The Correct Option is D

Step 1: Understanding the Concept:
Graham's law of effusion: \(\frac{r_1}{r_2} = \sqrt{\frac{M_2}{M_1}}\). Also, \(r \propto \frac{P}{\sqrt{M}}\).
Step 2: Detailed Explanation:
Partial pressures: \(P_{\text{He}} = \frac{1}{4} \times 16 = 4\ \text{atm}\), \(P_{\text{N}_2} = \frac{3}{4} \times 16 = 12\ \text{atm}\).
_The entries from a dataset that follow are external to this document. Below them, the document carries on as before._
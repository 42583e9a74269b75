//! Persistent state for the Echotome engine
//!
//! Everything that touches disk lives here: the device identity keystore,
//! ritual certificates, vault metadata and ciphertexts, and the ephemeral
//! session directories with their secure-deletion lifecycle.
//!
//! ## Security posture
//!
//! - **Identity**: Ed25519 keypair, owner-only files, atomic writes, refuses
//!   group/world-readable private keys
//! - **Certificates**: canonical-JSON signing, verification with sub-reasons
//! - **Vaults**: atomic metadata updates, ciphertext-only blobs
//! - **Sessions**: time-limited plaintext windows, zeroized keys, three-pass
//!   secure deletion

#![forbid(unsafe_code)]
#![warn(missing_docs)]

pub mod certificates;
pub mod error;
pub mod identity;
pub mod paths;
pub mod recovery;
pub mod sessions;
pub mod vaults;
pub mod wipe;

pub use certificates::{
    certificate_summary, create_certificate, verify_certificate, verify_track_audio,
    CertificatePayload, CertificateStore, CertificateSummary, RitualCertificate, RitualTrack,
    ACCEPTED_MAJOR_VERSION, ROC_VERSION,
};
pub use error::{CertificateReason, Error, Result};
pub use identity::{
    fingerprint, import_public_base64, verify_signature, IdentityKeypair, IdentityKeystore,
};
pub use paths::{atomic_write, create_private_dir, DataRoot};
pub use recovery::{
    create_recovery_config, disable_recovery, generate_recovery_codes, hash_recovery_codes,
    validate_and_mark_used, verify_recovery_code, RecoveryConfig, DEFAULT_CODE_COUNT,
};
pub use sessions::{
    CleanupHandle, SessionInfo, SessionManager, SessionState, DEFAULT_CLEANUP_INTERVAL,
    MAX_ACTIVE_SESSIONS, PENDING_UNLOCK_TIMEOUT,
};
pub use vaults::{Vault, VaultStats, VaultStore};
pub use wipe::{secure_delete_file, wipe_directory};
impl SessionManager {
    /// Create a manager, sweeping any session directories left over from a
    /// previous run
    pub fn new(root: DataRoot) -> Result<Self> {
        create_private_dir(&root.sessions_dir())?;
        let manager = Self {
            root,
            table: Mutex::new(Table::default()),
        };
        manager.sweep_stale_dirs();
        Ok(manager)
    }

    fn sweep_stale_dirs(&self) {
        let Ok(entries) = std::fs::read_dir(self.root.sessions_dir()) else {
            return;
        };
        for entry in entries.filter_map(|e| e.ok()) {
            let path = entry.path();
            if path.is_dir() {
                // Nothing in a leftover directory is resumable; wipe it
                if let Err(e) = wipe_directory(&path, true) {
                    tracing::warn!(path = %path.display(), error = %e, "Failed to sweep stale session dir");
                } else {
                    tracing::debug!(path = %path.display(), "Swept stale session dir");
                }
            }
        }
    }

    /// Start a ritual attempt: park the freshly derived master key in a
    /// pending slot and return its token
    ///
    /// The slot is dropped (and the key zeroized) on [`cancel_pending`], on
    /// timeout, or when [`activate`] promotes it to a session.
    pub fn begin_unlock(
        &self,
        vault_id: &str,
        profile: PrivacyProfile,
        master_key: MasterKey,
    ) -> Result<String> {
        let mut table = self.table.lock();
        if table.sessions.len() + table.pending.len() >= MAX_ACTIVE_SESSIONS {
            return Err(Error::SessionCapExceeded(format!(
                "At most {MAX_ACTIVE_SESSIONS} concurrent sessions"
            )));
        }

        let token = random_id();
        table.pending.insert(
            token.clone(),
            PendingUnlock {
                vault_id: vault_id.to_string(),
                profile,
                master_key,
                started: Instant::now(),
            },
        );
        tracing::debug!(vault_id, "Unlock pending");
        Ok(token)
    }

    /// Abandon a pending unlock, zeroizing its key
    pub fn cancel_pending(&self, token: &str) -> bool {
        self.table.lock().pending.remove(token).is_some()
    }

    /// Promote a verified pending unlock to an active session
    ///
    /// `ttl_secs` overrides the profile default and is clamped to the
    /// profile's maximum TTL.
    pub fn activate(&self, token: &str, ttl_secs: Option<u64>) -> Result<SessionInfo> {
        let pending = {
            let mut table = self.table.lock();
            let pending = table
                .pending
                .remove(token)
                .ok_or_else(|| Error::SessionNotFound("No such pending unlock".into()))?;
            if pending.started.elapsed() > PENDING_UNLOCK_TIMEOUT {
                // The key is dropped (and zeroized) right here
                return Err(Error::SessionExpired("Unlock attempt timed out".into()));
            }
            pending
        };

        let policy = pending.profile.params().session;
        let ttl = ttl_secs
            .unwrap_or(policy.default_ttl_secs)
            .clamp(1, policy.max_ttl_secs);

        let session_id = random_id();
        let dir = self.root.sessions_dir().join(&session_id);
        create_private_dir(&dir)?;

        let now = now_ts();
        let info = SessionInfo {
            session_id: session_id.clone(),
            vault_id: pending.vault_id,
            profile: pending.profile,
            state: SessionState::Active,
            created_at: now,
            expires_at: now + ttl as i64,
            last_activity: now,
            dir,
            decrypted_files: Vec::new(),
        };

        tracing::info!(
            session_id = %redact(&session_id),
            vault_id = %info.vault_id,
            ttl,
            "Session active"
        );

        let mut table = self.table.lock();
        table.sessions.insert(
            session_id,
            SessionRecord {
                info: info.clone(),
                master_key: pending.master_key,
            },
        );
        Ok(info)
    }

    /// Get a session's metadata, refusing expired sessions
    ///
    /// An expired session is torn down on the spot and reported as
    /// `SessionExpired`; once wiped, lookups yield `SessionNotFound`.
    pub fn get_session(&self, session_id: &str) -> Result<SessionInfo> {
        let expired = {
            let mut table = self.table.lock();
            let record = table
                .sessions
                .get_mut(session_id)
                .ok_or_else(|| Error::SessionNotFound(redact(session_id)))?;
            if record.info.is_expired() {
                true
            } else {
                record.info.last_activity = now_ts();
                return Ok(record.info.clone());
            }
        };

        debug_assert!(expired);
        self.end_session(session_id)?;
        Err(Error::SessionExpired(redact(session_id)))
    }

    /// Find the active session for a vault, if any
    pub fn get_session_by_vault(&self, vault_id: &str) -> Option<SessionInfo> {
        let table = self.table.lock();
        table
            .sessions
            .values()
            .find(|r| r.info.vault_id == vault_id && !r.info.is_expired())
            .map(|r| r.info.clone())
    }

    /// Reset the inactivity clock; does not move the expiry
    pub fn touch(&self, session_id: &str) -> Result<()> {
        self.get_session(session_id).map(|_| ())
    }

    /// Extend the session so it expires `additional` from now
    ///
    /// Succeeds only while `now + additional <= created_at + max_ttl`.
    pub fn extend(&self, session_id: &str, additional: Duration) -> Result<i64> {
        let mut table = self.table.lock();
        let record = table
            .sessions
            .get_mut(session_id)
            .ok_or_else(|| Error::SessionNotFound(redact(session_id)))?;
        if record.info.is_expired() {
            return Err(Error::SessionExpired(redact(session_id)));
        }

        let now = now_ts();
        let max_ttl = record.info.profile.params().session.max_ttl_secs as i64;
        let requested = now + additional.as_secs() as i64;
        if requested > record.info.created_at + max_ttl {
            return Err(Error::Validation(
                "Extension would exceed the profile's maximum TTL".into(),
            ));
        }

        record.info.expires_at = requested;
        record.info.last_activity = now;
        Ok(requested)
    }

    /// Run a closure against the session's master key
    ///
    /// The key is copied into a zero-on-drop container for the duration of
    /// the call; callers never receive key material that outlives it.
    pub fn with_key<R>(
        &self,
        session_id: &str,
        f: impl FnOnce(&MasterKey) -> R,
    ) -> Result<R> {
        let key = {
            let mut table = self.table.lock();
            let record = table
                .sessions
                .get_mut(session_id)
                .ok_or_else(|| Error::SessionNotFound(redact(session_id)))?;
            if record.info.is_expired() {
                drop(table);
                self.end_session(session_id)?;
                return Err(Error::SessionExpired(redact(session_id)));
            }
            record.info.last_activity = now_ts();
            record.master_key.clone()
        };
        Ok(f(&key))
    }

    /// Record a plaintext file decrypted into the session directory
    pub fn record_decrypted_file(&self, session_id: &str, name: &str) -> Result<()> {
        let mut table = self.table.lock();
        let record = table
            .sessions
            .get_mut(session_id)
            .ok_or_else(|| Error::SessionNotFound(redact(session_id)))?;
        if !record.info.decrypted_files.iter().any(|f| f == name) {
            record.info.decrypted_files.push(name.to_string());
        }
        Ok(())
    }

    /// End a session: zeroize the key, wipe the directory, drop the record
    pub fn end_session(&self, session_id: &str) -> Result<()> {
        let (dir, secure) = {
            let mut table = self.table.lock();
            let record = table
                .sessions
                .get_mut(session_id)
                .ok_or_else(|| Error::SessionNotFound(redact(session_id)))?;
            if record.info.state == SessionState::Expiring {
                // Another caller is already wiping it
                return Ok(());
            }
            record.info.state = SessionState::Expiring;
            // Zeroize the real key now; the placeholder is never handed out
            // because `with_key` refuses non-Active states via expiry checks
            let key = std::mem::replace(&mut record.master_key, MasterKey::from_bytes([0u8; 32]));
            drop(key);
            (
                record.info.dir.clone(),
                record.info.profile.params().session.secure_delete,
            )
        };

        let wipe_result = wipe_directory(&dir, secure);

        let mut table = self.table.lock();
        table.sessions.remove(session_id);
        drop(table);

        tracing::info!(session_id = %redact(session_id), "Session wiped");
        wipe_result
    }

    /// End every session (shutdown path)
    pub fn end_all(&self) {
        let ids: Vec<String> = self.table.lock().sessions.keys().cloned().collect();
        for id in &ids {
            if let Err(e) = self.end_session(id) {
                tracing::warn!(session_id = %redact(id), error = %e, "Failed to end session");
            }
        }
        self.table.lock().pending.clear();
        tracing::info!(count = ids.len(), "Ended all sessions");
    }

    /// Host went to background: lock every profile that demands it
    pub fn on_host_background(&self) {
        let ids: Vec<String> = {
            let table = self.table.lock();
            table
                .sessions
                .values()
                .filter(|r| r.info.profile.params().session.background_autolock)
                .map(|r| r.info.session_id.clone())
                .collect()
        };
        for id in &ids {
            tracing::info!(session_id = %redact(id), "Background auto-lock");
            let _ = self.end_session(id);
        }
    }

    /// Sweep expired sessions and timed-out pending unlocks
    ///
    /// Returns the number of sessions wiped. Driven by the background task
    /// but safe to call from anywhere.
    pub fn cleanup(&self) -> usize {
        let expired: Vec<String> = {
            let mut table = self.table.lock();
            table
                .pending
                .retain(|_, p| p.started.elapsed() <= PENDING_UNLOCK_TIMEOUT);
            table
                .sessions
                .values()
                .filter(|r| r.info.is_expired())
                .map(|r| r.info.session_id.clone())
                .collect()
        };

        let mut wiped = 0;
        for id in &expired {
            match self.end_session(id) {
                Ok(()) => wiped += 1,
                Err(Error::SessionNotFound(_)) => {}
                Err(e) => {
                    tracing::warn!(session_id = %redact(id), error = %e, "Cleanup failed")
                }
            }
        }
        wiped
    }

    /// Metadata for every live session
    pub fn list_active(&self) -> Vec<SessionInfo> {
        self.table
            .lock()
            .sessions
            .values()
            .filter(|r| !r.info.is_expired())
            .map(|r| r.info.clone())
            .collect()
    }

    /// Spawn the background cleanup task
    ///
    /// The task holds only a weak reference; it exits when the manager is
    /// dropped or the handle is.
    pub fn spawn_cleanup(self: &Arc<Self>, interval: Duration) -> CleanupHandle {
        let stop = Arc::new(AtomicBool::new(false));
        let weak: Weak<SessionManager> = Arc::downgrade(self);
        let stop_flag = Arc::clone(&stop);

        let handle = std::thread::Builder::new()
            .name("echotome-session-cleanup".into())
            .spawn(move || loop {
                let mut slept = Duration::ZERO;
                while slept < interval {
                    if stop_flag.load(Ordering::SeqCst) {
                        return;
                    }
                    let slice = Duration::from_millis(50).min(interval - slept);
                    std::thread::sleep(slice);
                    slept += slice;
                }
                match weak.upgrade() {
                    Some(manager) => {
                        manager.cleanup();
                    }
                    None => return,
                }
            })
            .expect("Failed to spawn cleanup thread");

        CleanupHandle {
            stop,
            handle: Some(handle),
        }
    }
}
//! End-to-end enrollment and unlock flows
//!
//! Exercises the full pipeline: analysis, certificates, sigil payloads,
//! key derivation, sessions, and the attack scenarios the engine must
//! reject.

use echotome_engine::{
    DataRoot, Engine, EnrollmentRequest, LivePerformance, PrivacyProfile, SigilImage,
    UnlockRequest,
};
use std::time::Duration;

const SAMPLE_RATE: u32 = 16_000;
const PASSPHRASE: &str = "correct horse battery staple";

/// A track with silence around a frequency-swept burst
fn burst_track(lead_secs: f32, burst_secs: f32, tail_secs: f32, base_hz: f32) -> Vec<f32> {
    let sr = SAMPLE_RATE as f32;
    let mut samples = vec![0.0f32; (lead_secs * sr) as usize];
    for i in 0..(burst_secs * sr) as usize {
        let t = i as f32 / sr;
        let freq = base_hz + 400.0 * t;
        samples.push((2.0 * std::f32::consts::PI * freq * t).sin() * 0.6);
    }
    samples.extend(std::iter::repeat(0.0).take((tail_secs * sr) as usize));
    samples
}

fn carrier() -> SigilImage {
    let rgb = (0..96usize * 96 * 3).map(|i| (i % 247) as u8).collect();
    SigilImage::new(96, 96, rgb).unwrap()
}

fn engine() -> (tempfile::TempDir, Engine) {
    let tmp = tempfile::tempdir().unwrap();
    let engine = Engine::open(DataRoot::new(tmp.path().join("echotome"))).unwrap();
    (tmp, engine)
}

fn enroll(
    engine: &Engine,
    profile: PrivacyProfile,
    tracks: Vec<&[f32]>,
) -> echotome_engine::Enrollment {
    engine
        .enroll(EnrollmentRequest {
            vault_name: "test-vault",
            passphrase: PASSPHRASE,
            profile,
            tracks,
            carrier: &carrier(),
            files: vec![("note.txt", b"sealed at enrollment".as_slice())],
            recovery_codes: None,
        })
        .unwrap()
}

fn perform<'a>(samples: &'a [f32], speed: f64) -> LivePerformance<'a> {
    let real_secs = samples.len() as f64 / SAMPLE_RATE as f64;
    LivePerformance {
        samples,
        elapsed: Duration::from_secs_f64(real_secs / speed),
    }
}

// ============================================================================
// S1: enrollment / unlock happy path
// ============================================================================

#[test]
fn test_enroll_unlock_happy_path() {
    let (_tmp, engine) = engine();
    let track = burst_track(1.5, 3.0, 1.5, 400.0);

    let enrollment = enroll(&engine, PrivacyProfile::RitualLock, vec![&track]);
    assert_eq!(enrollment.certificate.payload.tracks.len(), 1);
    assert!(enrollment.rune_id.starts_with("ECH-"));
    assert_ne!(enrollment.sigil, carrier());

    // Replaying the identical samples at 1.0x opens a session
    let session = engine
        .unlock(UnlockRequest {
            vault_id: &enrollment.vault.id,
            passphrase: PASSPHRASE,
            sigil: &enrollment.sigil,
            performances: vec![perform(&track, 1.0)],
            ttl_secs: None,
        })
        .unwrap();

    assert_eq!(session.expires_at - session.created_at, 900);
    let key_nonzero = engine
        .sessions()
        .with_key(&session.session_id, |key| key.as_bytes().iter().any(|&b| b != 0))
        .unwrap();
    assert!(key_nonzero);

    // The file sealed at enrollment decrypts into the session directory
    let path = engine
        .open_to_session(&session.session_id, "note.txt")
        .unwrap();
    assert_eq!(std::fs::read(&path).unwrap(), b"sealed at enrollment");
    assert!(path.starts_with(&session.dir));

    // The vault got its certificate bound by the successful ritual
    let vault = engine.vaults().get_vault(&enrollment.vault.id).unwrap();
    assert_eq!(vault.certificate_ref.as_deref(), Some(enrollment.rune_id.as_str()));
}

// ============================================================================
// S2: acceleration attack
// ============================================================================

#[test]
fn test_acceleration_attack_rejected() {
    let (_tmp, engine) = engine();
    let track = burst_track(1.0, 3.0, 1.0, 400.0);
    let enrollment = enroll(&engine, PrivacyProfile::RitualLock, vec![&track]);

    // Same frames, wall clock compressed to 1.5x speed
    let err = engine
        .unlock(UnlockRequest {
            vault_id: &enrollment.vault.id,
            passphrase: PASSPHRASE,
            sigil: &enrollment.sigil,
            performances: vec![perform(&track, 1.5)],
            ttl_secs: None,
        })
        .unwrap_err();

    assert!(
        matches!(
            err,
            echotome_engine::Error::Core(echotome_core::Error::TemporalMismatch(_))
        ),
        "{err:?}"
    );

    // The attempt never got past Unlocking: no session, no session directory
    assert!(engine.sessions().list_active().is_empty());
    let session_dirs = std::fs::read_dir(engine.data_root().sessions_dir())
        .unwrap()
        .count();
    assert_eq!(session_dirs, 0);
}

// ============================================================================
// S4: wrong passphrase
// ============================================================================

#[test]
fn test_wrong_passphrase_fails_before_plaintext() {
    let (_tmp, engine) = engine();
    let track = burst_track(1.0, 3.0, 1.0, 400.0);
    let enrollment = enroll(&engine, PrivacyProfile::RitualLock, vec![&track]);

    let err = engine
        .unlock(UnlockRequest {
            vault_id: &enrollment.vault.id,
            passphrase: "correct horse battery staplf",
            sigil: &enrollment.sigil,
            performances: vec![perform(&track, 1.0)],
            ttl_secs: None,
        })
        .unwrap_err();

    assert!(
        matches!(
            err,
            echotome_engine::Error::Core(echotome_core::Error::AeadFailure(_))
        ),
        "{err:?}"
    );
    assert!(engine.sessions().list_active().is_empty());
}

// ============================================================================
// S5: session expiry and wipe
// ============================================================================

#[test]
fn test_session_expiry_wipes_plaintext() {
    let (_tmp, engine) = engine();
    let track = burst_track(0.5, 2.0, 0.5, 400.0);
    let enrollment = enroll(&engine, PrivacyProfile::QuickLock, vec![&track]);

    let session = engine
        .unlock(UnlockRequest {
            vault_id: &enrollment.vault.id,
            passphrase: PASSPHRASE,
            sigil: &enrollment.sigil,
            performances: vec![perform(&track, 1.0)],
            ttl_secs: Some(1),
        })
        .unwrap();

    let path = engine
        .open_to_session(&session.session_id, "note.txt")
        .unwrap();
    assert!(path.exists());

    std::thread::sleep(Duration::from_millis(1600));
    engine.sessions().cleanup();

    assert!(!session.dir.exists());
    assert!(!path.exists());
    assert!(matches!(
        engine.sessions().get_session(&session.session_id).unwrap_err(),
        echotome_storage::Error::SessionNotFound(_)
    ));
}

// ============================================================================
// S6: multi-track ritual ordering
// ============================================================================

#[test]
fn test_multi_track_order_enforced() {
    let (_tmp, engine) = engine();
    let track_one = burst_track(0.5, 2.0, 0.5, 300.0);
    let track_two = burst_track(0.5, 2.0, 0.5, 900.0);

    let enrollment = enroll(
        &engine,
        PrivacyProfile::RitualLock,
        vec![&track_one, &track_two],
    );
    assert_eq!(enrollment.certificate.payload.tracks.len(), 2);

    // The per-track imprints are distinct
    let riv_one = enrollment.certificate.payload.tracks[0].riv_bytes().unwrap();
    let riv_two = enrollment.certificate.payload.tracks[1].riv_bytes().unwrap();
    assert_ne!(riv_one, riv_two);

    // Swapped order fails the temporal comparison
    let err = engine
        .unlock(UnlockRequest {
            vault_id: &enrollment.vault.id,
            passphrase: PASSPHRASE,
            sigil: &enrollment.sigil,
            performances: vec![perform(&track_two, 1.0), perform(&track_one, 1.0)],
            ttl_secs: None,
        })
        .unwrap_err();
    assert!(
        matches!(
            err,
            echotome_engine::Error::Core(echotome_core::Error::TemporalMismatch(_))
        ),
        "{err:?}"
    );

    // Correct order succeeds
    let session = engine
        .unlock(UnlockRequest {
            vault_id: &enrollment.vault.id,
            passphrase: PASSPHRASE,
            sigil: &enrollment.sigil,
            performances: vec![perform(&track_one, 1.0), perform(&track_two, 1.0)],
            ttl_secs: None,
        })
        .unwrap();
    assert!(!session.dir.as_os_str().is_empty());
}

// ============================================================================
// Supporting flows
// ============================================================================

#[test]
fn test_quicklock_ignores_timing() {
    let (_tmp, engine) = engine();
    let track = burst_track(0.5, 2.0, 0.5, 400.0);
    let enrollment = enroll(&engine, PrivacyProfile::QuickLock, vec![&track]);

    // Grossly wrong elapsed time is fine for QuickLock
    let session = engine
        .unlock(UnlockRequest {
            vault_id: &enrollment.vault.id,
            passphrase: PASSPHRASE,
            sigil: &enrollment.sigil,
            performances: vec![LivePerformance {
                samples: &track,
                elapsed: Duration::from_millis(10),
            }],
            ttl_secs: None,
        })
        .unwrap();
    assert_eq!(session.expires_at - session.created_at, 30 * 60);
}

#[test]
fn test_wrong_audio_rejected() {
    let (_tmp, engine) = engine();
    let track = burst_track(0.5, 2.0, 0.5, 400.0);
    let other = burst_track(0.5, 2.0, 0.5, 1200.0);
    let enrollment = enroll(&engine, PrivacyProfile::RitualLock, vec![&track]);

    let err = engine
        .unlock(UnlockRequest {
            vault_id: &enrollment.vault.id,
            passphrase: PASSPHRASE,
            sigil: &enrollment.sigil,
            performances: vec![perform(&other, 1.0)],
            ttl_secs: None,
        })
        .unwrap_err();
    assert!(err.is_ritual_mismatch(), "{err:?}");
}

#[test]
fn test_sigil_from_other_vault_rejected() {
    let (_tmp, engine) = engine();
    let track_a = burst_track(0.5, 2.0, 0.5, 400.0);
    let track_b = burst_track(0.5, 2.0, 0.5, 800.0);

    let enrollment_a = enroll(&engine, PrivacyProfile::QuickLock, vec![&track_a]);
    let enrollment_b = enroll(&engine, PrivacyProfile::QuickLock, vec![&track_b]);

    let err = engine
        .unlock(UnlockRequest {
            vault_id: &enrollment_a.vault.id,
            passphrase: PASSPHRASE,
            sigil: &enrollment_b.sigil,
            performances: vec![perform(&track_a, 1.0)],
            ttl_secs: None,
        })
        .unwrap_err();
    assert!(matches!(err, echotome_engine::Error::Validation(_)));
}

#[test]
fn test_seal_into_vault_during_session() {
    let (_tmp, engine) = engine();
    let track = burst_track(0.5, 2.0, 0.5, 400.0);
    let enrollment = enroll(&engine, PrivacyProfile::QuickLock, vec![&track]);

    let session = engine
        .unlock(UnlockRequest {
            vault_id: &enrollment.vault.id,
            passphrase: PASSPHRASE,
            sigil: &enrollment.sigil,
            performances: vec![perform(&track, 1.0)],
            ttl_secs: None,
        })
        .unwrap();

    engine
        .seal_into_vault(&session.session_id, "added.txt", b"sealed mid-session")
        .unwrap();

    let path = engine
        .open_to_session(&session.session_id, "added.txt")
        .unwrap();
    assert_eq!(std::fs::read(&path).unwrap(), b"sealed mid-session");

    // Blob on disk is an envelope, not plaintext
    let raw = engine
        .vaults()
        .load_blob(&enrollment.vault.id, "added.txt")
        .unwrap();
    assert_eq!(&raw[..4], b"ECHO");

    engine.lock(&session.session_id).unwrap();
    assert!(!session.dir.exists());
}

#[test]
fn test_recovery_codes_issued_once() {
    let (_tmp, engine) = engine();
    let track = burst_track(0.5, 2.0, 0.5, 400.0);

    let enrollment = engine
        .enroll(EnrollmentRequest {
            vault_name: "recoverable",
            passphrase: PASSPHRASE,
            profile: PrivacyProfile::QuickLock,
            tracks: vec![&track],
            carrier: &carrier(),
            files: vec![],
            recovery_codes: Some(3),
        })
        .unwrap();

    assert_eq!(enrollment.recovery_codes.len(), 3);
    let recovery = enrollment
        .certificate
        .payload
        .recovery
        .as_ref()
        .expect("recovery config in certificate");
    assert!(recovery.enabled);
    assert_eq!(recovery.codes_hashes.len(), 3);
    assert!(echotome_storage::verify_recovery_code(
        &enrollment.recovery_codes[0],
        &recovery.codes_hashes
    ));
}

#[test]
fn test_silent_audio_cannot_enroll() {
    let (_tmp, engine) = engine();
    let silence = vec![0.0f32; SAMPLE_RATE as usize * 3];

    let err = engine
        .enroll(EnrollmentRequest {
            vault_name: "silent",
            passphrase: PASSPHRASE,
            profile: PrivacyProfile::QuickLock,
            tracks: vec![&silence],
            carrier: &carrier(),
            files: vec![],
            recovery_codes: None,
        })
        .unwrap_err();
    assert!(
        matches!(
            err,
            echotome_engine::Error::Core(echotome_core::Error::NoActiveRegion(_))
        ),
        "{err:?}"
    );
}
\(\frac{r_{\text{He}}}{r_{\text{N}_2}} = \frac{P_{\text{He}}}{P_{\text{N}_2}} \sqrt{\frac{M_{\text{N}_2}}{M_{\text{He}}}} = \frac{4}{12} \times \sqrt{\frac{28}{4}} = \frac{1}{3} \times \sqrt{7} = \frac{1}{3} \times 2.645 = 0.88\).
Mole ratio effusing out = \(0.88 : 1\). Composition of He = \(\frac{0.88}{1.88} \approx 0.468\) (not asked). The ratio itself is 0.88.
Step 3: Final Answer:
Thus, \(\frac{r_{\text{He}}}{r_{\text{N}_2}} = 0.88\).